O LUGAR DO PSICANALISTA EM UM CAPS DE OS


DANIEL LIRIO  [1]

 

Na última década, a atenção à Saúde Mental no Brasil tem passado por intensas mudanças. Em 2002, quando foram tomadas medidas eficazes para que o tratamento em Saúde Mental fosse feito em meio aberto, o país gastou cerca de 620 milhões de reais nessa área e, desse montante, 75% foram destinados a hospitais psiquiátricos. Já em 2010, foi gasto 1,5 bilhão, do qual menos de um terço foi destinado a hospitais psiquiátricos. Motivo de comemoração, sim, mas é preciso questionar se esta mudança concreta traz consigo a mudança de paradigma quanto ao modo de tratamento e, a partir daí, qual seria o lugar do psicanalista dentro desta nova engrenagem.
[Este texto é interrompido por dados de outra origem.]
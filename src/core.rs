//! Core business logic - framework-agnostic portal operations.
//!
//! Everything in here is a pure function over the record types in
//! [`crate::models`]: tax arithmetic, purchase recording, demo authentication,
//! list filtering and aggregation, manufacturer submissions, and report
//! generation. The session and shell layers compose these; no function here
//! sleeps, prints, or touches the filesystem.

/// Demo authentication - admin check, login, registration, demo users
pub mod auth;
/// Placeholder ledger identifiers - random display hashes and timestamp ids
pub mod ledger;
/// Purchase recording and affordability checks
pub mod purchase;
/// List filtering and dashboard aggregation
pub mod query;
/// CSV exports and display formatting
pub mod report;
/// Manufacturer product submissions
pub mod submission;
/// Carbon tax and GST arithmetic, calculator quotes
pub mod tax;
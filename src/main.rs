use carbon_portal::errors::Result;
use carbon_portal::{config, shell};
use dotenvy::dotenv;
use tracing::{error, info};
use tracing_subscriber::EnvFilter;

#[tokio::main(flavor = "current_thread")]
async fn main() -> Result<()> {
    // 1. Initialize tracing (as early as possible)
    tracing_subscriber::fmt()
        .with_env_filter(
            EnvFilter::try_from_default_env().unwrap_or_else(|_| EnvFilter::new("info")),
        )
        .init();

    // 2. Load .env file; non-fatal, env vars can be set externally
    dotenv().ok();
    info!("Attempted to load .env file.");

    // 3. Load the seed catalog and rates
    let app_config = config::load_app_configuration()
        .inspect_err(|e| error!("Critical error loading application configuration: {}", e))?;
    info!("Successfully processed application configuration.");

    // 4. Run the interactive shell over a fresh session
    shell::run_shell(&app_config).await?;

    Ok(())
}
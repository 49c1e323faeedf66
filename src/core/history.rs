use crate::core::error::{NfcError, Result};
use chrono::{DateTime, Utc};
use serde::{Deserialize, Serialize};

/// One APDU exchanged with a card
#[derive(Debug, Clone, Serialize, Deserialize)]
pub struct ApduRecord {
    pub timestamp: DateTime<Utc>,
    pub kind: CommandKind,
    pub command: Vec<u8>,
    pub response: Vec<u8>,
    pub success: bool,
    pub error: Option<String>,
    pub duration_ms: u64,
}

/// Storage card commands issued by a session
#[derive(Debug, Clone, Copy, PartialEq, Eq, Serialize, Deserialize)]
pub enum CommandKind {
    GetUid,
    ReadBinary { block: u8, length: u8 },
    UpdateBinary { block: u8 },
}

impl CommandKind {
    pub fn label(&self) -> String {
        match self {
            Self::GetUid => "GET UID".to_string(),
            Self::ReadBinary { block, length } => format!("READ BINARY(block {block}, {length} bytes)"),
            Self::UpdateBinary { block } => format!("UPDATE BINARY(block {block})"),
        }
    }
}

/// Journal of every frame a reader transmitted
#[derive(Debug, Default)]
pub struct ApduHistory {
    records: Vec<ApduRecord>,
}

impl ApduHistory {
    pub fn new() -> Self {
        Self::default()
    }

    pub fn record(&mut self, record: ApduRecord) {
        self.records.push(record);
    }

    pub fn records(&self) -> &[ApduRecord] {
        &self.records
    }

    pub fn clear(&mut self) {
        self.records.clear();
    }

    /// Export history to JSON
    pub fn export_json(&self) -> Result<String> {
        serde_json::to_string_pretty(&self.records)
            .map_err(|e| NfcError::config(format!("Failed to serialize APDU history: {e}")))
    }

    /// Import history from JSON
    pub fn import_json(&mut self, json: &str) -> Result<()> {
        let imported: Vec<ApduRecord> = serde_json::from_str(json)
            .map_err(|e| NfcError::config(format!("Failed to deserialize APDU history: {e}")))?;

        self.records.extend(imported);
        Ok(())
    }

    pub fn statistics(&self) -> HistoryStatistics {
        let total_commands = self.records.len();
        let successful_commands = self.records.iter().filter(|r| r.success).count();

        let average_duration_ms = if total_commands > 0 {
            self.records.iter().map(|r| r.duration_ms).sum::<u64>() / total_commands as u64
        } else {
            0
        };

        HistoryStatistics {
            total_commands,
            successful_commands,
            failed_commands: total_commands - successful_commands,
            average_duration_ms,
        }
    }
}

/// Statistics about exchanged frames
#[derive(Debug, Clone, PartialEq, Eq)]
pub struct HistoryStatistics {
    pub total_commands: usize,
    pub successful_commands: usize,
    pub failed_commands: usize,
    pub average_duration_ms: u64,
}

#[cfg(test)]
mod tests {
    use super::*;

    fn record(kind: CommandKind, success: bool, duration_ms: u64) -> ApduRecord {
        ApduRecord {
            timestamp: Utc::now(),
            kind,
            command: vec![0xFF, 0xCA, 0x00, 0x00, 0x00],
            response: if success { vec![0x04, 0x90, 0x00] } else { vec![] },
            success,
            error: (!success).then(|| "Transport error: reader removed".to_string()),
            duration_ms,
        }
    }

    #[test]
    fn test_statistics() {
        let mut history = ApduHistory::new();
        assert_eq!(history.statistics().total_commands, 0);
        assert_eq!(history.statistics().average_duration_ms, 0);

        history.record(record(CommandKind::GetUid, true, 20));
        history.record(record(CommandKind::UpdateBinary { block: 4 }, false, 30));
        history.record(record(CommandKind::ReadBinary { block: 4, length: 16 }, true, 10));

        assert_eq!(
            history.statistics(),
            HistoryStatistics {
                total_commands: 3,
                successful_commands: 2,
                failed_commands: 1,
                average_duration_ms: 20,
            }
        );

        history.clear();
        assert!(history.records().is_empty());
    }

    #[test]
    fn test_export_import() {
        let mut history = ApduHistory::new();
        history.record(record(CommandKind::ReadBinary { block: 8, length: 4 }, true, 5));
        history.record(record(CommandKind::UpdateBinary { block: 9 }, false, 7));

        let json = history.export_json().unwrap();
        assert!(json.contains("ReadBinary"));
        assert!(json.contains("UpdateBinary"));

        let mut imported = ApduHistory::new();
        imported.import_json(&json).unwrap();
        assert_eq!(imported.records().len(), 2);
        assert_eq!(
            imported.records()[0].kind,
            CommandKind::ReadBinary { block: 8, length: 4 }
        );
        assert!(!imported.records()[1].success);
    }

    #[test]
    fn test_import_invalid_json() {
        let mut history = ApduHistory::new();
        assert!(history.import_json("invalid json").is_err());
        assert!(history.import_json("{}").is_err());
        assert!(history.import_json("[{\"invalid\": \"structure\"}]").is_err());
        assert_eq!(ApduHistory::new().export_json().unwrap().trim(), "[]");
    }

    #[test]
    fn test_labels() {
        assert_eq!(CommandKind::GetUid.label(), "GET UID");
        assert_eq!(
            CommandKind::ReadBinary { block: 4, length: 16 }.label(),
            "READ BINARY(block 4, 16 bytes)"
        );
        assert_eq!(
            CommandKind::UpdateBinary { block: 5 }.label(),
            "UPDATE BINARY(block 5)"
        );
    }
}
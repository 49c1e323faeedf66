//! Error types for card sessions and the APDU layer.

use crate::core::apdu::StatusWord;
use crate::core::atr::CardStandard;

/// Result type alias for card operations.
pub type Result<T> = std::result::Result<T, NfcError>;

/// Errors raised while talking to a tag through a reader.
#[derive(Debug, thiserror::Error)]
pub enum NfcError {
    /// No card session, or the session has no protocol handle yet.
    #[error("No card present")]
    NoCardPresent,

    /// The operation is not implemented for this card family.
    #[error("Unsupported card standard: {standard}")]
    UnsupportedStandard { standard: CardStandard },

    /// Update Binary can only write whole blocks.
    #[error("Invalid data length {length}: only whole blocks of {block_size} bytes can be updated")]
    InvalidDataLength { length: usize, block_size: usize },

    /// The reply is too short to carry a status word.
    #[error("Invalid response length {length}, expected at least {expected} bytes")]
    InvalidResponseLength { length: usize, expected: usize },

    /// The card answered with a status word other than 0x9000.
    #[error("{operation} failed: status code {status}")]
    CardOperationFailed {
        operation: &'static str,
        status: StatusWord,
    },

    /// A block number does not fit in a single APDU parameter byte.
    #[error("Block {block} is outside the addressable range")]
    InvalidBlockAddress { block: usize },

    /// Block and packet sizes cannot describe a valid read/write plan.
    #[error("Invalid block layout: block size {block_size}, packet size {packet_size}")]
    InvalidLayout {
        block_size: usize,
        packet_size: usize,
    },

    /// A transmit did not complete within the configured deadline.
    #[error("Operation timeout after {duration_ms}ms")]
    Timeout { duration_ms: u64 },

    /// Failure reported by the PC/SC service.
    #[error("PC/SC error: {0}")]
    Pcsc(#[from] pcsc::Error),

    /// Any other transport-level failure.
    #[error("Transport error: {0}")]
    Transport(String),

    /// Configuration could not be loaded or is inconsistent.
    #[error("Configuration error: {0}")]
    Config(String),
}

impl NfcError {
    pub fn card_failed(operation: &'static str, status: StatusWord) -> Self {
        Self::CardOperationFailed { operation, status }
    }

    pub fn transport(message: impl Into<String>) -> Self {
        Self::Transport(message.into())
    }

    pub fn config(message: impl Into<String>) -> Self {
        Self::Config(message.into())
    }

    /// Status word embedded in a card-level failure, if any.
    pub fn status(&self) -> Option<StatusWord> {
        match self {
            Self::CardOperationFailed { status, .. } => Some(*status),
            _ => None,
        }
    }
}

#[cfg(test)]
mod tests {
    use super::*;

    #[test]
    fn test_card_failed_embeds_status() {
        let error = NfcError::card_failed("Write operation", StatusWord(0x6300));
        assert_eq!(error.status(), Some(StatusWord(0x6300)));
        assert_eq!(
            error.to_string(),
            "Write operation failed: status code 0x6300"
        );
    }

    #[test]
    fn test_error_display() {
        assert_eq!(NfcError::NoCardPresent.to_string(), "No card present");
        assert_eq!(
            NfcError::UnsupportedStandard {
                standard: CardStandard::Iso14443_4
            }
            .to_string(),
            "Unsupported card standard: ISO 14443-4"
        );
        assert_eq!(
            NfcError::InvalidResponseLength {
                length: 1,
                expected: 2
            }
            .to_string(),
            "Invalid response length 1, expected at least 2 bytes"
        );
        assert_eq!(
            NfcError::Timeout { duration_ms: 250 }.to_string(),
            "Operation timeout after 250ms"
        );
        assert!(NfcError::NoCardPresent.status().is_none());
    }
}
use anyhow::Result;
use pcsc_nfc::cli::commands::run_cli;

#[tokio::main]
async fn main() -> Result<()> {
    run_cli().await
}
Nesse cenário bastante complexo, cabe ressaltar dois elementos importantes. Em primeiro lugar, a medicalização do sofrimento humano é um fenômeno cada vez mais intenso no cotidiano de nossa cultura, banalizado pela mídia e centros de saber, tão recorrente nos atendimentos particulares como nas instituições públicas. Se considerarmos a inserção capilar dos serviços de Saúde Mental em nossa sociedade – há inclusive psiquiatras atendendo em postos de saúde – reconhecemos o ganho, no sentido da possibilidade de prevenção de agravamento de alguns casos, mas também nos preocupamos por essa expansão colocar toda a população como potencial usuária de psicotrópicos.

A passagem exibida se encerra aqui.